A pet rat can play bourrée. Sit down.” She pointed to a metal chair and the oiler, a thin boy wearing an untucked plaid flannel shirt and a baseball cap, obeyed. “Pay attention, here. I deal out five cards to everybody, and I turn up the last card. Whatever suit it is, that’s trumps. Then you discard all your nontrumps and draw replacements. Remember, trumps beat all other suits; high trumps beat low trumps. Whatever card is led, you follow suit.” She ducked her head under the bill of his cap, looking for his eyes. “This ain’t too hard for you, is it? Ain’t college stuff more complicated than this?”

  “Sure, sure. I understand, but what if you can’t follow suit?”

  “If nontrumps is led, put a trump on it. If you ain’t got no more trumps, just throw your lowest card. Trust me, you’ll catch on quick.”
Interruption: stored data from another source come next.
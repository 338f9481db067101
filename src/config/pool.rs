//! Worker pool configuration.

use std::time::Duration;

use serde::{Deserialize, Serialize};

/// What a pool does with a task it cannot accept.
#[derive(Debug, Clone, Copy, Default, PartialEq, Eq, Serialize, Deserialize)]
#[serde(rename_all = "snake_case")]
pub enum RejectionPolicy {
    /// Best effort: run the task on the submitting thread and log a warning.
    CallerRuns,
    /// Strict: return a rejection error naming the pool and the reason.
    #[default]
    Abort,
}

/// Scheduling priority requested for a pool's threads.
///
/// The standard library cannot change OS thread priority, so this is
/// advisory: it is reported in logs and stats for operators.
#[derive(Debug, Clone, Copy, Default, PartialEq, Eq, Serialize, Deserialize)]
#[serde(rename_all = "snake_case")]
pub enum ThreadPriority {
    /// Background work such as persistence.
    Low,
    /// Regular work.
    #[default]
    Normal,
    /// Latency-sensitive work such as the entity update phase.
    High,
}

/// Configuration for a [`WorkerPool`](crate::core::WorkerPool).
#[derive(Debug, Clone, PartialEq, Eq, Serialize, Deserialize)]
pub struct WorkerPoolConfig {
    /// Pool name, used in thread names, logs and errors.
    pub name: String,
    /// Maximum number of worker threads.
    pub worker_count: usize,
    /// Maximum queued tasks before the rejection policy applies.
    pub max_queue_depth: usize,
    /// Requested thread priority. Reported in logs and stats only; OS
    /// threads keep their default priority.
    #[serde(default)]
    pub advisory_priority: ThreadPriority,
    /// Idle time after which a worker exits; `None` keeps workers forever.
    #[serde(default)]
    pub idle_timeout_ms: Option<u64>,
    /// Start every worker at construction instead of on demand.
    #[serde(default)]
    pub prestart: bool,
    /// Behaviour when a task cannot be queued.
    #[serde(default)]
    pub rejection: RejectionPolicy,
    /// Stack size of each worker thread in bytes.
    #[serde(default = "default_stack_size")]
    pub thread_stack_size: usize,
}

const fn default_stack_size() -> usize {
    2 * 1024 * 1024
}

impl Default for WorkerPoolConfig {
    fn default() -> Self {
        Self {
            name: "pool".to_string(),
            worker_count: num_cpus::get(),
            max_queue_depth: 1024,
            advisory_priority: ThreadPriority::Normal,
            idle_timeout_ms: None,
            prestart: false,
            rejection: RejectionPolicy::Abort,
            thread_stack_size: default_stack_size(),
        }
    }
}

impl WorkerPoolConfig {
    /// Defaults: one worker per CPU, 1024 queued tasks, strict rejection.
    #[must_use]
    pub fn new() -> Self {
        Self::default()
    }

    /// Set the pool name.
    #[must_use]
    pub fn with_name(mut self, name: impl Into<String>) -> Self {
        self.name = name.into();
        self
    }

    /// Set the maximum number of worker threads.
    #[must_use]
    pub const fn with_worker_count(mut self, worker_count: usize) -> Self {
        self.worker_count = worker_count;
        self
    }

    /// Set the queue bound.
    #[must_use]
    pub const fn with_max_queue_depth(mut self, depth: usize) -> Self {
        self.max_queue_depth = depth;
        self
    }

    /// Set the advisory thread priority.
    #[must_use]
    pub const fn with_advisory_priority(mut self, priority: ThreadPriority) -> Self {
        self.advisory_priority = priority;
        self
    }

    /// Let idle workers exit after `timeout`.
    #[must_use]
    #[allow(clippy::cast_possible_truncation)]
    pub const fn with_idle_timeout(mut self, timeout: Duration) -> Self {
        self.idle_timeout_ms = Some(timeout.as_millis() as u64);
        self
    }

    /// Let idle workers exit after `minutes` minutes.
    #[must_use]
    pub const fn with_idle_timeout_minutes(mut self, minutes: u64) -> Self {
        self.idle_timeout_ms = Some(minutes * 60_000);
        self
    }

    /// Start every worker up front.
    #[must_use]
    pub const fn with_prestart(mut self, prestart: bool) -> Self {
        self.prestart = prestart;
        self
    }

    /// Set the rejection policy.
    #[must_use]
    pub const fn with_rejection(mut self, rejection: RejectionPolicy) -> Self {
        self.rejection = rejection;
        self
    }

    /// Set the worker stack size in bytes.
    #[must_use]
    pub const fn with_thread_stack_size(mut self, size: usize) -> Self {
        self.thread_stack_size = size;
        self
    }

    /// Idle timeout as a duration.
    #[must_use]
    pub fn idle_timeout(&self) -> Option<Duration> {
        self.idle_timeout_ms.map(Duration::from_millis)
    }

    /// Validate pool configuration values.
    ///
    /// # Errors
    ///
    /// Returns a description of the first invalid field.
    pub fn validate(&self) -> Result<(), String> {
        if self.name.trim().is_empty() {
            return Err("name must not be empty".into());
        }
        if self.worker_count == 0 {
            return Err("worker_count must be greater than 0".into());
        }
        if self.max_queue_depth == 0 {
            return Err("max_queue_depth must be greater than 0".into());
        }
        if self.idle_timeout_ms == Some(0) {
            return Err("idle_timeout_ms must be greater than 0 when set".into());
        }
        if self.thread_stack_size < 64 * 1024 {
            return Err("thread_stack_size must be at least 64 KiB".into());
        }
        Ok(())
    }
}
  “How do you win?” The oiler turned his cap around.

  “Every hand has five tricks to take. If you take three tricks, you win the pot. Only on this boat, we got a special rule. If only two decide to play that hand after the draw, then it takes four tricks to win. If you got any questions, ask Sydney, there.”

  Sydney, the chief engineer, a little fireplug of a man who would wear a white T-shirt in a blizzard, sat down heavily with a whistle. “Oh boy. Fresh meat.” He squeezed the oiler’s neck.

  The steel door next to the starboard triple-expansion engine opened, letting in a wash of frigid air around the day fireman, pilot, deckhand, and welder who came into the big room cursing and clapping the cold out of their clothes. Through the door the angry white-caps of Southwest Pass raced down the Mississippi, bucking into the tarnished Gulf sky.

  “Close that damned pneumonia hole,” Raynelle cried, sailing cards precisely before the seven chairs. “Sit down, worms. Usual game, dollar ante, five-dollar rip if you don’t take a trick.” After the rattle of halves and dollars came discards, more dealing, and then a flurry of cards, ending with a diminishing snowstorm of curses as no one took three tricks and the pot rolled over to the next hand. Three players took no tricks and put up the five-dollar rip.